Inventaire à la Prévert
Pour accueillir leur bric-à-brac, un lieu est trouvé au 2, rue du Vélodrome, dans le quartier de la Jonction. Cette surface, d’une centaine de mètres carrés, permet de stocker les matériaux avant de les trier puis les classer en fonction de leur composition et dimension puis les revendre à bas prix. « Nous allons développer une section « loisirs créatifs », précise Maude, car nous disposons de chutes de tissus, de catalogues d’ameublement remplis d’échantillons, des rouleaux de ficelles et rubans… » Le circuit de la récupération est également bien rodé. « Dès que les institutions ont du matériel à jeter, ils nous avertissent. Nous nous rendons sur place pour évaluer ceux susceptibles d’être réutilisés », raconte l’architecte. En cette fin d’année 2018, l’entrepôt déborde : des boîtes, contenant de la visserie, des poulies, des accroches de rideaux et d’inattendues mains en plastique, s’empilent les unes sur les autres à côté de panneaux de bois, de socles d’exposition en MDF, de tapis de sol et autres rouleaux de moquette. Au plafond, des mannequins tenus par des baudriers, jouent les superhéros. « Chaque pièce a été photographiée, mesurée puis estimée afin de figurer sur la boutique en ligne, précise Maude Friat. C’est sur cette plateforme que la vente s’opère. Les prix, fixés selon l’état sont entre 50 et 70% moins élevés que le neuf. Cette tarification nous permet de soutenir les acteurs de la création en réduisant leur coût de production », précise-t-elle. « Ensuite, les clients viennent récupérer leur bien les mardis et jeudis, ou sur RDV. » Forte de son succès, la ressourcerie est devenue trop petite. « Pour faire face à l’offre et à la demande, nous recherchons un entrepôt de 300 à 400 m2. En attendant, le trop-plein repose à l’extérieur dans des containers. »

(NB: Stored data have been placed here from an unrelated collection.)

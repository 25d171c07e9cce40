//! Instant Birthdays binary entry point

use instant_birthdays::{AppState, config};
use tracing_subscriber::{layer::SubscriberExt, util::SubscriberInitExt};

/// Application entry point
///
/// # Setup
/// 1. Initialize tracing/logging
/// 2. Initialize metrics
/// 3. Load configuration from file and environment
/// 4. Initialize AppState
/// 5. Build Axum router
/// 6. Start HTTP server
#[tokio::main]
async fn main() -> Result<(), Box<dyn std::error::Error>> {
    // 1. Initialize tracing/logging
    let log_format = std::env::var("INSTANT_BIRTHDAYS__LOGGING__FORMAT")
        .unwrap_or_else(|_| "pretty".to_string());
    let env_filter = || {
        tracing_subscriber::EnvFilter::try_from_default_env()
            .unwrap_or_else(|_| "instant_birthdays=info,tower_http=debug".into())
    };

    if log_format == "json" {
        tracing_subscriber::registry()
            .with(env_filter())
            .with(tracing_subscriber::fmt::layer().json())
            .init();
    } else {
        tracing_subscriber::registry()
            .with(env_filter())
            .with(tracing_subscriber::fmt::layer().pretty())
            .init();
    }

    tracing::info!("Starting Instant Birthdays...");

    // 2. Initialize metrics
    instant_birthdays::metrics::init_metrics();

    // 3. Load configuration
    let config = config::AppConfig::load()?;
    tracing::info!(
        redirect_uri = %config.clever.redirect_uri,
        api_base = %config.clever.api_base,
        "Configuration loaded"
    );

    // 4. Initialize application state
    let state = AppState::new(config.clone())?;

    // 5. Build Axum router
    let app = instant_birthdays::build_router(state);

    // 6. Start HTTP server
    let addr = format!("{}:{}", config.server.host, config.server.port);
    let listener = tokio::net::TcpListener::bind(&addr).await?;

    tracing::info!("Server listening on {}", addr);

    axum::serve(listener, app).await?;

    Ok(())
}
//! Error types for Instant Birthdays
//!
//! All errors in the application are converted to `AppError`.
//! Nothing is fatal to a request: `IntoResponse` sends the browser back
//! to the login page with a human-readable message.

use std::fmt;

use axum::http::StatusCode;
use axum::response::{IntoResponse, Redirect, Response};
use thiserror::Error;

/// Outbound call to the Clever API
#[derive(Debug, Clone, Copy, PartialEq, Eq)]
pub enum UpstreamCall {
    /// POST to the OAuth token endpoint
    TokenExchange,
    /// GET /me
    Profile,
    /// GET /teachers/{id}/students
    Roster,
}

impl UpstreamCall {
    /// Label used in logs and metrics
    pub fn as_str(&self) -> &'static str {
        match self {
            UpstreamCall::TokenExchange => "token_exchange",
            UpstreamCall::Profile => "profile",
            UpstreamCall::Roster => "roster",
        }
    }
}

impl fmt::Display for UpstreamCall {
    fn fmt(&self, f: &mut fmt::Formatter<'_>) -> fmt::Result {
        f.write_str(self.as_str())
    }
}

/// Application-wide error type
#[derive(Debug, Error)]
pub enum AppError {
    /// No session for this browser
    #[error("Authentication required")]
    Unauthorized,

    /// The authorization server redirected back with `error=...`
    #[error("Authorization denied: {0}")]
    AuthorizationDenied(String),

    /// Callback reached without a `code` parameter
    #[error("Missing authorization code")]
    MissingCode,

    /// Upstream answered with a non-2xx status
    #[error("{call} request failed: HTTP {status}")]
    UpstreamStatus { call: UpstreamCall, status: StatusCode },

    /// Upstream could not be reached or the body could not be read
    #[error("{call} request failed: {source}")]
    UpstreamTransport {
        call: UpstreamCall,
        #[source]
        source: reqwest::Error,
    },

    /// Upstream returned a record we cannot use
    #[error("Malformed {call} record: {detail}")]
    MalformedRecord { call: UpstreamCall, detail: String },

    /// Profile type is neither student nor teacher
    #[error("Role not supported: {0}")]
    UnsupportedRole(String),

    /// Teacher has no students
    #[error("Roster is empty")]
    EmptyRoster,

    /// Configuration error
    #[error("Configuration error: {0}")]
    Config(String),

    /// Internal server error
    #[error("Internal error: {0}")]
    Internal(#[from] anyhow::Error),
}

impl From<config::ConfigError> for AppError {
    fn from(err: config::ConfigError) -> Self {
        AppError::Config(err.to_string())
    }
}

impl AppError {
    /// Build a malformed-record error for the given call
    pub fn malformed(call: UpstreamCall, detail: impl Into<String>) -> Self {
        AppError::MalformedRecord {
            call,
            detail: detail.into(),
        }
    }

    /// Which upstream call this error came from, if any
    pub fn upstream_call(&self) -> Option<UpstreamCall> {
        match self {
            AppError::UpstreamStatus { call, .. }
            | AppError::UpstreamTransport { call, .. }
            | AppError::MalformedRecord { call, .. } => Some(*call),
            _ => None,
        }
    }

    /// Message shown on the login page
    pub fn user_message(&self) -> &'static str {
        const LOGIN_FAILED: &str = "There was an error with Instant Login.";

        match self {
            AppError::Unauthorized => "Please sign-in first.",
            AppError::AuthorizationDenied(_) | AppError::MissingCode => LOGIN_FAILED,
            AppError::EmptyRoster => "You don't have any students.",
            AppError::UnsupportedRole(_) => "Only teachers and students can login.",
            AppError::Config(_) | AppError::Internal(_) => {
                "Something went wrong. Please try again."
            }
            AppError::UpstreamStatus { call, .. }
            | AppError::UpstreamTransport { call, .. }
            | AppError::MalformedRecord { call, .. } => match call {
                UpstreamCall::TokenExchange => LOGIN_FAILED,
                UpstreamCall::Profile => "There was an error retrieving your personal data.",
                UpstreamCall::Roster => "There was an error retrieving student data.",
            },
        }
    }

    fn error_type(&self) -> &'static str {
        match self {
            AppError::Unauthorized => "unauthorized",
            AppError::AuthorizationDenied(_) => "authorization_denied",
            AppError::MissingCode => "missing_code",
            AppError::UpstreamStatus { .. } => "upstream_status",
            AppError::UpstreamTransport { .. } => "upstream_transport",
            AppError::MalformedRecord { .. } => "malformed_record",
            AppError::UnsupportedRole(_) => "unsupported_role",
            AppError::EmptyRoster => "empty_roster",
            AppError::Config(_) => "config",
            AppError::Internal(_) => "internal",
        }
    }
}

/// Location of the login page carrying `message`
pub fn login_redirect_location(message: &str) -> String {
    format!("/?error={}", urlencoding::encode(message))
}

impl IntoResponse for AppError {
    /// Convert error to a redirect back to the login page
    fn into_response(self) -> Response {
        let error_type = self.error_type();

        match &self {
            AppError::Unauthorized => tracing::debug!("Unauthenticated request"),
            AppError::Config(_) | AppError::Internal(_) => {
                tracing::error!(error = %self, error_type, "Request failed")
            }
            _ => tracing::warn!(error = %self, error_type, "Request failed"),
        }

        use crate::metrics::ERRORS_TOTAL;
        ERRORS_TOTAL.with_label_values(&[error_type]).inc();

        Redirect::to(&login_redirect_location(self.user_message())).into_response()
    }
}

/// Result type alias using AppError
pub type Result<T> = std::result::Result<T, AppError>;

Rien ne se perd, tout se transforme
Parallèlement, l’association mène une action de sensibilisation auprès du public sous forme d’exposition. « En 2017, nous avons présenté « matière grise » aux étudiants de l’hepia de Genève, pour les informer sur les cycles de vie des matériaux de construction et l’intérêt de leur réutilisation, raconte Maude Friat. À l’avenir, nous souhaiterions mener le même type d’action dans les écoles primaires. » L’association composée essentielle-ment de bénévoles est en train de revoir son modèle d’affaires pour augmenter le nombre de salariés. Pour ce faire, elle envisage de mettre en place des formations pour professionnels dès 2019. Une offre ciblée « grand public » est actuellement en période test : mettre en synergie les machines professionnelles, matériaux de réemploi et les compétences à disposition (designers, architectes d’intérieur, installateurs…) pour proposer des meubles et autres installations « clés en main ». Bref, les idées ne manquent pas.